Mary Cullen asked what, if anything, can people in the 26 Counties do to address the mentality of “us and them” and suggested that we look at the origins of that mind-set.
“There is a kind of Catholic versus Protestant, nationalist versus unionist, divide in the North in terms of identity going back a very long way. Religion became a political issue in Ireland at the time of the Reformation for various political and economic reasons. Governments were trying to consolidate their areas and their power.”
Cullen identifies “the social, political and economic factors” at work at the time as very much the source of the “us and them” mentality she referred to.
Cullen then looked at the history of Irish republicanism and Wolfe Tone and the United Irishmen.
“They were aiming at securing better government, to get rid of widespread corruption existing all over Europe even then and to unite the people of Ireland, replacing the names Protestant, Catholic and Dissenter by the common name of Irish.”
She referred to a fellow historian, the late Desmond Greaves, whose analysis of the political make-up of society of Ireland in the early part of the 20th century identified “a bourgeois Home Rule movement, the socialist strand of the trade union movement as spearheaded by the likes of James Connolly and then the in- between group: the petit bourgeoisie who wanted independence and change but had no policies to do it.
“We need much more analysis of the interaction between these groups,” Dr Cullen said. “So much of what is written about history has been intensely divided between political, economic and social historical categories, which to me really doesn’t make much sense.
“The history of Irish republicanism is many-faceted.

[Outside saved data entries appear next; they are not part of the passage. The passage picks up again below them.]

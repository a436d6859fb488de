//! Quad-tree tiles over the `u32` world square.
//!
//! At each level every tile splits into four, which takes two bits: one per
//! axis. Levels run from 0 (one tile, the whole world) to `MAX_LEVEL`; at
//! level `L` a tile is `2^(32-L)` units wide and the world is `2^L` tiles
//! across.
//!
//! A level-`L` index is the top `L` bits of each coordinate, `coord >> (32-L)`.
//! Ids computed with a `31-L` shift are not bit-compatible with these: they
//! match our ids one level deeper, and overflow `L` bits at the same level.
//!
//! The level is not encoded in the id. We don't want to play with tricky
//! level encodings, so a `Tile` just stores it next to its `TileId`.

use std::fmt;

use crate::error::{Error, Result};
use crate::geo::{BoundingBox, Point};

/// Deepest level. 15 bits of tile index per axis fit the 16-bit id fields.
pub const MAX_LEVEL: u8 = 15;

/// Grid coordinates of a tile, meaningful only together with a level.
#[derive(Clone, Copy, Debug, Default, Hash, Ord, Eq, PartialEq, PartialOrd)]
pub struct TileId {
    pub x: u16,
    pub y: u16,
}

impl TileId {
    pub fn new(x: u16, y: u16) -> TileId {
        TileId { x: x, y: y }
    }

    /// Packs into one `u32` for transport: `x` in the low 16 bits, `y` in the
    /// high 16 bits.
    pub fn pack(self) -> u32 {
        (self.y as u32) << 16 | self.x as u32
    }

    pub fn unpack(packed: u32) -> TileId {
        TileId {
            x: (packed & 0xffff) as u16,
            y: (packed >> 16) as u16,
        }
    }
}

impl From<u32> for TileId {
    fn from(packed: u32) -> TileId {
        TileId::unpack(packed)
    }
}

impl From<TileId> for u32 {
    fn from(id: TileId) -> u32 {
        id.pack()
    }
}

fn check_level(level: u8) -> Result<()> {
    if level > MAX_LEVEL {
        Err(Error::InvalidLevel(level))
    } else {
        Ok(())
    }
}

/// Number of world units dropped from each axis to get a tile index.
fn axis_shift(level: u8) -> u32 {
    32 - level as u32
}

/// Returns the id of the tile at `level` that contains `point`.
///
/// # Examples
///
/// ```
/// use tessgeo::geo::Point;
/// use tessgeo::tile::{tile_id_by_point, TileId};
///
/// let p = Point(0xc000_0000, 0x4000_0000);
/// assert_eq!(TileId::new(0, 0), tile_id_by_point(p, 0).unwrap());
/// assert_eq!(TileId::new(1, 0), tile_id_by_point(p, 1).unwrap());
/// assert_eq!(TileId::new(3, 1), tile_id_by_point(p, 2).unwrap());
/// ```
pub fn tile_id_by_point(point: Point, level: u8) -> Result<TileId> {
    check_level(level)?;
    let shift = axis_shift(level);
    Ok(TileId {
        x: ((point.0 as u64) >> shift) as u16,
        y: ((point.1 as u64) >> shift) as u16,
    })
}

/// A tile id at a known level.
///
/// Always valid: `level <= MAX_LEVEL` and both id fields are below `2^level`.
#[derive(Clone, Copy, Debug, Hash, Eq, PartialEq)]
pub struct Tile {
    id: TileId,
    level: u8,
}

impl Tile {
    pub fn new(id: TileId, level: u8) -> Result<Tile> {
        check_level(level)?;
        let across = 1u32 << level;
        if id.x as u32 >= across || id.y as u32 >= across {
            return Err(Error::TileOutOfRange {
                x: id.x,
                y: id.y,
                level: level,
            });
        }
        Ok(Tile { id: id, level: level })
    }

    /// The single level-0 tile covering the whole world.
    pub fn root() -> Tile {
        Tile {
            id: TileId::default(),
            level: 0,
        }
    }

    /// The tile at `level` containing `point`.
    pub fn containing(point: Point, level: u8) -> Result<Tile> {
        let id = tile_id_by_point(point, level)?;
        Ok(Tile { id: id, level: level })
    }

    pub fn id(&self) -> TileId {
        self.id
    }

    pub fn level(&self) -> u8 {
        self.level
    }

    pub fn is_root(&self) -> bool {
        self.level == 0
    }

    /// Side length in world units.
    pub fn size(&self) -> u64 {
        1u64 << axis_shift(self.level)
    }

    pub fn bounding_box(&self) -> BoundingBox {
        let shift = axis_shift(self.level);
        BoundingBox {
            left: ((self.id.x as u64) << shift) as u32,
            top: ((self.id.y as u64) << shift) as u32,
            size: self.size(),
        }
    }

    /// The tile one level up that contains this one.
    pub fn parent(&self) -> Result<Tile> {
        if self.is_root() {
            return Err(Error::RootHasNoParent);
        }
        Ok(Tile {
            id: TileId::new(self.id.x / 2, self.id.y / 2),
            level: self.level - 1,
        })
    }

    /// The four tiles one level down, in order `(2x, 2y)`, `(2x+1, 2y)`,
    /// `(2x, 2y+1)`, `(2x+1, 2y+1)`.
    pub fn children(&self) -> Result<[Tile; 4]> {
        let level = self.level + 1;
        check_level(level)?;
        let x = self.id.x * 2;
        let y = self.id.y * 2;
        let child = |x, y| Tile {
            id: TileId::new(x, y),
            level: level,
        };
        Ok([child(x, y), child(x + 1, y), child(x, y + 1), child(x + 1, y + 1)])
    }
}

impl fmt::Display for Tile {
    fn fmt(&self, f: &mut fmt::Formatter) -> fmt::Result {
        write!(f, "{}/{}/{}", self.level, self.id.x, self.id.y)
    }
}
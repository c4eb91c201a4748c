use std::time::Duration;

use serde_json::json;
use tracing::{info, warn};

use crate::config::WorkerSettings;

/// Outcome of running a job handler once. Stored verbatim (as its debug
/// string) against the job id so a caller can look up what happened.
#[derive(Debug)]
pub enum JobOutcome {
    Ok(serde_json::Value),
    Failed(String),
}

pub async fn run(kind: &str, payload: &serde_json::Value, settings: &WorkerSettings) -> JobOutcome {
    let result = match kind {
        "health_check" => health_check(settings).await,
        "daily_briefing" => daily_briefing(settings).await,
        "browser_task" => browser_task(payload, settings).await,
        "summarize_memory" => summarize_memory(payload, settings).await,
        other => Err(anyhow::anyhow!("unknown job kind: {other}")),
    };
    match result {
        Ok(value) => JobOutcome::Ok(value),
        Err(err) => JobOutcome::Failed(err.to_string()),
    }
}

/// Pings api-core, browser-agent and llm-runtime and classifies each as
/// `ok` / `degraded:{status}` / `down` / `error:{msg}`.
async fn health_check(settings: &WorkerSettings) -> anyhow::Result<serde_json::Value> {
    let client = reqwest::Client::builder().timeout(Duration::from_secs(5)).build()?;
    let endpoints = [
        ("api-core", format!("{}/health", settings.api_core_url)),
        ("browser-agent", format!("{}/health", settings.browser_agent_url)),
        ("llm-runtime", format!("{}/api/tags", settings.llm_runtime_url)),
    ];

    let mut results = serde_json::Map::new();
    for (name, url) in endpoints {
        let status = match client.get(&url).send().await {
            Ok(resp) if resp.status().is_success() || resp.status().is_redirection() => {
                info!(service = name, status = %resp.status(), "health_check: ok");
                "ok".to_string()
            }
            Ok(resp) => {
                warn!(service = name, status = %resp.status(), "health_check: degraded");
                format!("degraded:{}", resp.status().as_u16())
            }
            Err(err) if err.is_connect() => {
                warn!(service = name, "health_check: down");
                "down".to_string()
            }
            Err(err) => {
                warn!(service = name, error = %err, "health_check: error");
                format!("error:{err}")
            }
        };
        results.insert(name.to_string(), json!(status));
    }
    Ok(serde_json::Value::Object(results))
}

/// Triggers the morning briefing by posting a synthesized greeting to
/// api-core's chat endpoint; api-core drives the LLM and plan execution.
async fn daily_briefing(settings: &WorkerSettings) -> anyhow::Result<serde_json::Value> {
    let client = reqwest::Client::builder().timeout(Duration::from_secs(30)).build()?;
    let payload = json!({
        "message": "Good morning. Give me a briefing: pending tasks, reminders, and a system status summary.",
        "session_id": null,
    });
    let resp = client.post(format!("{}/v1/chat", settings.api_core_url)).json(&payload).send().await?;
    let status = resp.status();
    info!(%status, "daily_briefing: sent");
    Ok(json!({"status": status.as_u16(), "ok": status.is_success()}))
}

/// Enqueues a browser task by describing the intent in natural language,
/// matching the orchestrator's single chat-shaped task-intake contract.
async fn browser_task(payload: &serde_json::Value, settings: &WorkerSettings) -> anyhow::Result<serde_json::Value> {
    let url = payload.get("url").and_then(|v| v.as_str()).ok_or_else(|| anyhow::anyhow!("browser_task payload missing url"))?;
    let action = payload.get("action").and_then(|v| v.as_str()).unwrap_or("screenshot");

    let client = reqwest::Client::builder().timeout(Duration::from_secs(60)).build()?;
    let request = json!({"message": format!("{action} {url}")});
    let resp = client.post(format!("{}/v1/tasks/enqueue", settings.api_core_url)).json(&request).send().await?;
    let status = resp.status();
    let body: serde_json::Value = resp.json().await.unwrap_or(json!(null));
    info!(%status, "browser_task: enqueued");
    Ok(json!({"status": status.as_u16(), "body": body}))
}

/// Requests memory summarization for a session (or, with none given, lets
/// api-core decide what to compact) by describing the intent in chat form.
async fn summarize_memory(payload: &serde_json::Value, settings: &WorkerSettings) -> anyhow::Result<serde_json::Value> {
    let session_id = payload.get("session_id").and_then(|v| v.as_str());
    let message = match session_id {
        Some(id) => format!("Summarize and compact the memory for session {id}."),
        None => "Summarize and compact memory for whatever session needs it most.".to_string(),
    };

    let client = reqwest::Client::builder().timeout(Duration::from_secs(30)).build()?;
    let request = json!({"message": message, "session_id": session_id});
    let resp = client.post(format!("{}/v1/tasks/enqueue", settings.api_core_url)).json(&request).send().await?;
    let status = resp.status();
    info!(%status, "summarize_memory: requested");
    Ok(json!({"status": status.as_u16(), "ok": status.is_success()}))
}

#[cfg(test)]
mod tests {
    use super::*;

    #[tokio::test]
    async fn unknown_kind_fails() {
        let settings = WorkerSettings {
            redis_url: "redis://localhost".into(),
            api_core_url: "http://localhost".into(),
            browser_agent_url: "http://localhost".into(),
            llm_runtime_url: "http://localhost".into(),
            health_check_every_n_minutes: 5,
            daily_briefing_hour: 8,
            daily_briefing_minute: 0,
            concurrency: 10,
            job_timeout: Duration::from_secs(300),
            max_tries: 3,
            job_result_ttl: Duration::from_secs(3600),
        };
        let outcome = run("not_a_real_job", &json!({}), &settings).await;
        assert!(matches!(outcome, JobOutcome::Failed(_)));
    }

    #[tokio::test]
    async fn browser_task_requires_url() {
        let settings = WorkerSettings {
            redis_url: "redis://localhost".into(),
            api_core_url: "http://localhost:1".into(),
            browser_agent_url: "http://localhost:1".into(),
            llm_runtime_url: "http://localhost:1".into(),
            health_check_every_n_minutes: 5,
            daily_briefing_hour: 8,
            daily_briefing_minute: 0,
            concurrency: 10,
            job_timeout: Duration::from_secs(300),
            max_tries: 3,
            job_result_ttl: Duration::from_secs(3600),
        };
        let outcome = run("browser_task", &json!({"action": "screenshot"}), &settings).await;
        assert!(matches!(outcome, JobOutcome::Failed(_)));
    }
}
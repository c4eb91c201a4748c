//! Writes the OpenAPI document to `openapi.json` at the workspace root.
//!
//! Usage: `cargo run --bin generate_openapi`

use orchestrator_api::openapi::ApiDoc;
use utoipa::OpenApi;

fn main() {
    let spec = ApiDoc::openapi().to_pretty_json().expect("failed to serialize OpenAPI document");

    let out_path = std::path::Path::new(env!("CARGO_MANIFEST_DIR")).join("../../openapi.json");
    std::fs::write(&out_path, &spec).expect("failed to write openapi.json");

    println!("Wrote OpenAPI document to {}", out_path.display());
}
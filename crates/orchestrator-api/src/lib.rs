pub mod dto;
pub mod error;
pub mod ingest;
pub mod openapi;
pub mod routes;
pub mod state;

pub use routes::build_router;
pub use state::AppState;
use chrono::{Timelike, Utc};
use tokio::time::{interval, Duration};
use tracing::{info, warn};

use crate::config::{health_check_minutes, WorkerSettings};
use crate::queue::{JobEnvelope, JobQueue, QUEUE_DAILY_BRIEFING, QUEUE_HEALTH_CHECK};

/// Drives the two cron-scheduled jobs onto the queue. Runs as a 1-second
/// tick loop, re-checking "is a cron job due this minute, and have we
/// already fired it" on every tick.
pub struct Scheduler {
    queue: std::sync::Arc<JobQueue>,
    health_check_minutes: Vec<u32>,
    daily_briefing_hour: u32,
    daily_briefing_minute: u32,
    last_health_check_minute: Option<u32>,
    last_daily_briefing_minute: Option<(u32, u32)>,
}

impl Scheduler {
    pub fn new(queue: std::sync::Arc<JobQueue>, settings: &WorkerSettings) -> Self {
        Scheduler {
            queue,
            health_check_minutes: health_check_minutes(settings.health_check_every_n_minutes),
            daily_briefing_hour: settings.daily_briefing_hour,
            daily_briefing_minute: settings.daily_briefing_minute,
            last_health_check_minute: None,
            last_daily_briefing_minute: None,
        }
    }

    /// Runs forever, ticking once a second. `health_check` also fires once
    /// immediately, mirroring the startup connectivity check.
    pub async fn run(mut self) {
        info!("scheduler: starting tick loop");
        self.enqueue_health_check().await;

        let mut tick = interval(Duration::from_secs(1));
        loop {
            tick.tick().await;
            self.check_due(Utc::now().time().hour(), Utc::now().time().minute()).await;
        }
    }

    async fn check_due(&mut self, hour: u32, minute: u32) {
        if self.health_check_minutes.contains(&minute) && self.last_health_check_minute != Some(minute) {
            self.last_health_check_minute = Some(minute);
            self.enqueue_health_check().await;
        }
        if !self.health_check_minutes.contains(&minute) {
            self.last_health_check_minute = None;
        }

        if hour == self.daily_briefing_hour
            && minute == self.daily_briefing_minute
            && self.last_daily_briefing_minute != Some((hour, minute))
        {
            self.last_daily_briefing_minute = Some((hour, minute));
            self.enqueue_daily_briefing().await;
        }
        if !(hour == self.daily_briefing_hour && minute == self.daily_briefing_minute) {
            self.last_daily_briefing_minute = None;
        }
    }

    async fn enqueue_health_check(&self) {
        let job = JobEnvelope::new("health_check", serde_json::json!({}));
        if let Err(err) = self.queue.push(QUEUE_HEALTH_CHECK, &job).await {
            warn!(%err, "scheduler: failed to enqueue health_check");
        }
    }

    async fn enqueue_daily_briefing(&self) {
        let job = JobEnvelope::new("daily_briefing", serde_json::json!({}));
        if let Err(err) = self.queue.push(QUEUE_DAILY_BRIEFING, &job).await {
            warn!(%err, "scheduler: failed to enqueue daily_briefing");
        }
    }
}
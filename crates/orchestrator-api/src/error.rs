use axum::http::StatusCode;
use axum::response::{IntoResponse, Response};
use axum::Json;
use orchestrator_core::CoreError;
use serde::Serialize;
use utoipa::ToSchema;

/// Standardised API error response body.
///
/// Every error returned by the HTTP layer serialises as:
/// `{ "ok": false, "error": { "code": "<code>", "message": "<message>" } }`
#[derive(Debug)]
pub struct ApiError {
    status: StatusCode,
    body: ApiErrorResponse,
}

#[derive(Debug, Clone, Serialize, ToSchema)]
pub struct ApiErrorResponse {
    pub ok: bool,
    pub error: ApiErrorBody,
}

#[derive(Debug, Clone, Serialize, ToSchema)]
pub struct ApiErrorBody {
    pub code: String,
    pub message: String,
}

impl ApiError {
    pub fn new(status: StatusCode, code: impl Into<String>, message: impl Into<String>) -> Self {
        Self {
            status,
            body: ApiErrorResponse {
                ok: false,
                error: ApiErrorBody { code: code.into(), message: message.into() },
            },
        }
    }

    pub fn not_found(message: impl Into<String>) -> Self {
        Self::new(StatusCode::NOT_FOUND, "not_found", message)
    }

    pub fn bad_request(message: impl Into<String>) -> Self {
        Self::new(StatusCode::BAD_REQUEST, "bad_request", message)
    }

    pub fn internal(message: impl Into<String>) -> Self {
        Self::new(StatusCode::INTERNAL_SERVER_ERROR, "internal", message)
    }

    pub fn conflict(message: impl Into<String>) -> Self {
        Self::new(StatusCode::CONFLICT, "conflict", message)
    }

    pub fn upstream(message: impl Into<String>) -> Self {
        Self::new(StatusCode::BAD_GATEWAY, "upstream_error", message)
    }
}

impl IntoResponse for ApiError {
    fn into_response(self) -> Response {
        (self.status, Json(self.body)).into_response()
    }
}

impl From<CoreError> for ApiError {
    fn from(err: CoreError) -> Self {
        match err {
            CoreError::InvalidPlan(msg) => Self::upstream(format!("the LLM returned an invalid plan: {msg}")),
            CoreError::EmptyPlan => Self::upstream("the plan contains no steps"),
            CoreError::UnknownAction(action) => Self::bad_request(format!("unknown browser action: {action}")),
            CoreError::UnknownService(service) => Self::bad_request(format!("unknown service: {service}")),
            CoreError::Upstream { target, message } => {
                Self::upstream(format!("upstream error calling {target}: {message}"))
            }
            CoreError::ApprovalTimeout => Self::internal("approval not received"),
            CoreError::AlreadyResolved => Self::conflict("approval already resolved"),
            CoreError::NotFound(what) => Self::not_found(what),
            CoreError::Storage(msg) => Self::internal(msg),
        }
    }
}
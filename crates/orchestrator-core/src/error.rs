use thiserror::Error;

/// Unified error vocabulary shared by the gateways, planner, executor and store.
#[derive(Debug, Error)]
pub enum CoreError {
    #[error("the LLM returned an invalid plan: {0}")]
    InvalidPlan(String),

    #[error("the plan contains no steps")]
    EmptyPlan,

    #[error("unknown browser action: {0}")]
    UnknownAction(String),

    #[error("unknown service: {0}")]
    UnknownService(String),

    #[error("upstream error calling {target}: {message}")]
    Upstream { target: String, message: String },

    #[error("approval not received within the timeout")]
    ApprovalTimeout,

    #[error("approval already resolved")]
    AlreadyResolved,

    #[error("not found: {0}")]
    NotFound(String),

    #[error("storage error: {0}")]
    Storage(String),
}

pub type CoreResult<T> = Result<T, CoreError>;

impl From<rusqlite::Error> for CoreError {
    fn from(err: rusqlite::Error) -> Self {
        CoreError::Storage(err.to_string())
    }
}

impl From<serde_json::Error> for CoreError {
    fn from(err: serde_json::Error) -> Self {
        CoreError::Storage(err.to_string())
    }
}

The interaction of the social, political and economic realities and ideas are intertwined and can’t be put in separate categories.”
Mary Cullen said “ideas of the common good and inclusion” run right through Irish republican history.
“We can make our best contribution to the realisation of that aspiration by trying to develop the kinds of policies that can bring it about.”
And by taking part in public debate, she added, “we’re making our own contribution to the development of political thought”.